Un esperimento che a Bologna, città in cui cultura e gastronomia da sempre interagiscono gustosamente, si trasferisce dalla scrivania dei poeti alla tavola dei poveri. Dalle parole astratte ai tortellini ripieni, sostituendo la carne di pollo a quella suina e consentendo alla comunità islamica di prendere parte alla festa di Matteo Zuppi, arcivescovo felsineo e unico italiano del gruppo, parroco trasteverino e mediatore di pace in Mozambico.
Accanto ai fantasisti Mendonça e Zuppi, completano il quadro e lo allargano, a centrocampo, i quattro cardinali equatoriali, posti a presidio della fascia mediana dei tropici, dove il clima si surriscalda e si arroventa, non solo sulla scala di mercurio.
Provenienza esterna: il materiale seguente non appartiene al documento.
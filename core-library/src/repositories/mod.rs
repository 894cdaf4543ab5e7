//! # Repository Pattern Implementation
//!
//! Traits define each store's contract; SQLite implementations use sqlx
//! against the pool created by [`crate::db::create_pool`].
//!
//! ## Available Repositories
//!
//! - `AccountRepository` - Local account bindings and sealed tokens
//! - `ReverseIndexStore` - Media id to tracking accounts, per media kind
//! - `ScheduleRepository` - Recurring job records

pub mod account;
pub mod media_stats;
pub mod schedule;

pub use account::{AccountRepository, SqliteAccountRepository, UpsertOutcome};
pub use media_stats::{ReverseIndexStore, SqliteReverseIndexStore, TrackOutcome, UntrackOutcome};
pub use schedule::{ScheduleRepository, SqliteScheduleRepository};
Il guatemalteco Alvaro Ramazzini e il congolese Ambongo Besungu, interdittori tenaci e censori mordaci dei rispettivi governi, al centro di due continenti, statici benché instabili. Sul cordone ombelicale, indio e precolombiano dell’istmo caraibico e nel ventre, violato e violentato, dell’Amazzonia d’Africa, tra i Grandi Laghi e il grande fiume. Leader di una chiesa d’opposizione, pasionaria e martire, all’occorrenza, della democrazia: sul piano formale, sponsorizzando elezioni e stigmatizzandone i brogli, come a Kinshasa. Su quello sostanziale, contestando e contrastando le spoliazioni degli autoctoni, discendenti dei Maya, come a Huehuetenango, tra compagnie minerarie multinazionali e signorie locali latifondiste.
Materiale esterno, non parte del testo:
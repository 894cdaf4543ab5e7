//! # Wipe Flow
//!
//! Removes everything one account contributed for a media kind: its cached
//! snapshot and its trackers in the reverse index.
//!
//! Untracking is best-effort. Each media id is retried a bounded number of
//! times; trackers already removed are not restored when a later id keeps
//! failing, and the failures are reported instead.

use crate::error::{Result, SyncError};
use bridge_traits::{ExternalAccountId, MediaId, MediaKind};
use core_library::{LocalAccountId, MediaCache, ReverseIndexStore};
use std::sync::Arc;
use std::time::Duration;
use tracing::{info, instrument, warn};

#[derive(Debug, Clone, PartialEq, Eq)]
pub struct WipeReport {
    pub kind: MediaKind,
    /// Media ids the account was untracked from
    pub untracked: usize,
    /// Media ids that still failed after every retry
    pub failed: Vec<MediaId>,
}

impl WipeReport {
    pub fn is_complete(&self) -> bool {
        self.failed.is_empty()
    }
}

#[derive(Debug, Clone, Copy)]
pub struct RetryPolicy {
    pub attempts: u32,
    pub backoff: Duration,
}

impl Default for RetryPolicy {
    fn default() -> Self {
        Self {
            attempts: 3,
            backoff: Duration::from_millis(50),
        }
    }
}

pub struct WipeFlow {
    index: Arc<dyn ReverseIndexStore>,
    cache: MediaCache,
    retry: RetryPolicy,
}

impl WipeFlow {
    pub fn new(index: Arc<dyn ReverseIndexStore>, cache: MediaCache, retry: RetryPolicy) -> Self {
        Self {
            index,
            cache,
            retry,
        }
    }

    /// Wipe one account's lists of `kind`.
    ///
    /// # Errors
    ///
    /// [`SyncError::NothingToWipe`] when the account tracked nothing of this
    /// kind. The snapshot key is deleted in that case too.
    #[instrument(skip(self), fields(local_id = %local_id, external_id = %external_id, kind = %kind))]
    pub async fn wipe_account_lists(
        &self,
        local_id: &LocalAccountId,
        external_id: ExternalAccountId,
        kind: MediaKind,
    ) -> Result<WipeReport> {
        let tracked = self
            .index
            .list_tracked_media(kind, external_id)
            .await
            .map_err(SyncError::from_store)?;

        self.cache
            .delete_snapshot(external_id, kind)
            .await
            .map_err(SyncError::from_store)?;

        if tracked.is_empty() {
            return Err(SyncError::NothingToWipe);
        }

        let mut report = WipeReport {
            kind,
            untracked: 0,
            failed: Vec::new(),
        };

        for media_id in tracked {
            if self.untrack_with_retry(kind, media_id, local_id).await {
                report.untracked += 1;
            } else {
                report.failed.push(media_id);
            }
        }

        if report.is_complete() {
            info!(untracked = report.untracked, "Account lists wiped");
        } else {
            warn!(
                untracked = report.untracked,
                failed = report.failed.len(),
                "Account lists partially wiped"
            );
        }
        Ok(report)
    }

    async fn untrack_with_retry(&self, kind: MediaKind, media_id: MediaId, local_id: &LocalAccountId) -> bool {
        let attempts = self.retry.attempts.max(1);
        for attempt in 1..=attempts {
            match self.index.untrack(kind, media_id, local_id).await {
                Ok(_) => return true,
                Err(e) if attempt < attempts => {
                    warn!(media_id, attempt, error = %e, "Untrack failed, retrying");
                    tokio::time::sleep(self.retry.backoff * attempt).await;
                }
                Err(e) => {
                    warn!(media_id, attempt, error = %e, "Untrack failed, giving up");
                }
            }
        }
        false
    }
}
Infine le due porpore “insulari” dell’indonesiano Ignatius Suharyo Hardjoatmodjo e del cubano Juan de la Caridad García Rodríguez, impegnate in contesti diversi a tessere rapporti e rompere l’isolamento del “tre per cento”: cifra che indica in un caso la consistenza esigua dei cattolici, su duecento e passa milioni di abitanti musulmani dell’arcipelago. Nell’altro dei fedeli praticanti, dopo decenni di comunismo castrista e più recentemente consumismo capitalista, che hanno spezzato e spazzato via le tradizioni religiose con la veemenza, e insistenza, delle piogge caraibiche.
L’investitura, rotonda, dei 10 odierni membri con diritto di voto del sacro collegio offre una immagine, nonché vertigine, di Chiesa in esodo sul crinale, scosceso e sospeso tra il passato e il futuro. Tra il lascito eurocentrico, glorioso ma in scadenza, dei papi del Novecento (ai quali anche Benedetto può essere ascritto in quanto fuori quota, schierato nei tempi supplementari) e il prospetto in uscita, poliedrico e coraggioso, temerario e in fieri, del loro successore sudamericano.
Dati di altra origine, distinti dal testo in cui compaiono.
//! Timer worker.
//!
//! Runs on its own task, separate from the actor and from request handling.
//! It waits for [`WorkerSignal::Start`], then posts [`WorkerMessage::Sync`]
//! to the parent every period. It never runs a pass itself, so a slow pass
//! cannot delay the timer and the parent decides whether a tick is honored.

use super::messages::{SchedulerMessage, WorkerMessage, WorkerSignal};
use std::time::Duration;
use tokio::sync::mpsc;
use tokio::time::{interval_at, Instant, MissedTickBehavior};
use tokio_util::sync::CancellationToken;
use tracing::{debug, info};

pub struct ScheduleWorker {
    period: Duration,
    first_tick_in: Duration,
    signals: mpsc::Receiver<WorkerSignal>,
    parent: mpsc::Sender<SchedulerMessage>,
    cancel: CancellationToken,
}

impl ScheduleWorker {
    /// `first_tick_in` delays the first tick so a restart does not fire a
    /// pass before the persisted schedule says one is due.
    pub fn new(
        period: Duration,
        first_tick_in: Duration,
        signals: mpsc::Receiver<WorkerSignal>,
        parent: mpsc::Sender<SchedulerMessage>,
        cancel: CancellationToken,
    ) -> Self {
        Self {
            period,
            first_tick_in,
            signals,
            parent,
            cancel,
        }
    }

    pub async fn run(mut self) {
        if !self.wait_for_start().await {
            debug!("Schedule worker stopped before start");
            return;
        }

        info!(
            period_secs = self.period.as_secs(),
            first_tick_in_secs = self.first_tick_in.as_secs(),
            "Schedule worker armed"
        );

        let mut ticker = interval_at(Instant::now() + self.first_tick_in, self.period);
        ticker.set_missed_tick_behavior(MissedTickBehavior::Skip);

        loop {
            tokio::select! {
                _ = self.cancel.cancelled() => break,
                signal = self.signals.recv() => {
                    match signal {
                        Some(WorkerSignal::Start) => continue,
                        Some(WorkerSignal::Shutdown) | None => break,
                    }
                }
                _ = ticker.tick() => {
                    debug!("Schedule period elapsed");
                    if self.parent.send(SchedulerMessage::Worker(WorkerMessage::Sync)).await.is_err() {
                        break;
                    }
                }
            }
        }

        info!("Schedule worker stopped");
    }

    async fn wait_for_start(&mut self) -> bool {
        loop {
            tokio::select! {
                _ = self.cancel.cancelled() => return false,
                signal = self.signals.recv() => match signal {
                    Some(WorkerSignal::Start) => return true,
                    Some(WorkerSignal::Shutdown) | None => return false,
                },
            }
        }
    }
}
Contestualmente l’apertura del sinodo sull’Amazzonia, in programma il giorno successivo a tamburo battente, canonizza il simbolo universale dell’ambientalismo e consacra il primato del tema ecologico. Eredità innovativa, codificata in una enciclica, e tratto caratterizzante nonché coagulante del magistero di Francesco, sin dall’inizio, il 19 marzo dell’anno del Signore 2013, festa di San Giuseppe, custode di Dio in terra e dell’opera del creato.
Camere alta e bassa, dunque. Dove gli aggettivi non rivestono valenza ornamentale, ma descrivono il meccanismo funzionale di selezione delle due assemblee: dal basso i padri sinodali, per elezione, in rappresentanza di ogni singola conferenza episcopale. Dall’alto invece i cardinali, per designazione del regnante pontefice.
Prove tecniche di democrazia e geografia, o di rappresentatività più avanzata. Globalizzata e orizzontale. Ferma restando la figura del Papa e la natura di per sé verticale dell’istituzione. Che concettualmente non si fonda sull’adesione degli uomini e sull’estensione dei suoi domini, ma ciclicamente se ne serve, in sede di verifica: per comprovare la provvidenza divina e riscontrarne il mandato, tassativo ancorché detassato, di “andare in tutto il mondo”.
Piero Schiavazzi

1 commento:

  1. L'unico assedio che il signor Bergoglio avverte è quello di Maria Santissima che sta per liberare la Sposa di Cristo dal falso profeta:la sua unica preoccupazione dovrebbe essere, come per tutti,quella di salvarsi l'anima almeno in estremis,soprattutto per chi,per libera scelta e deliberato consenso, ha deciso di non servire DIO per servire satana!!!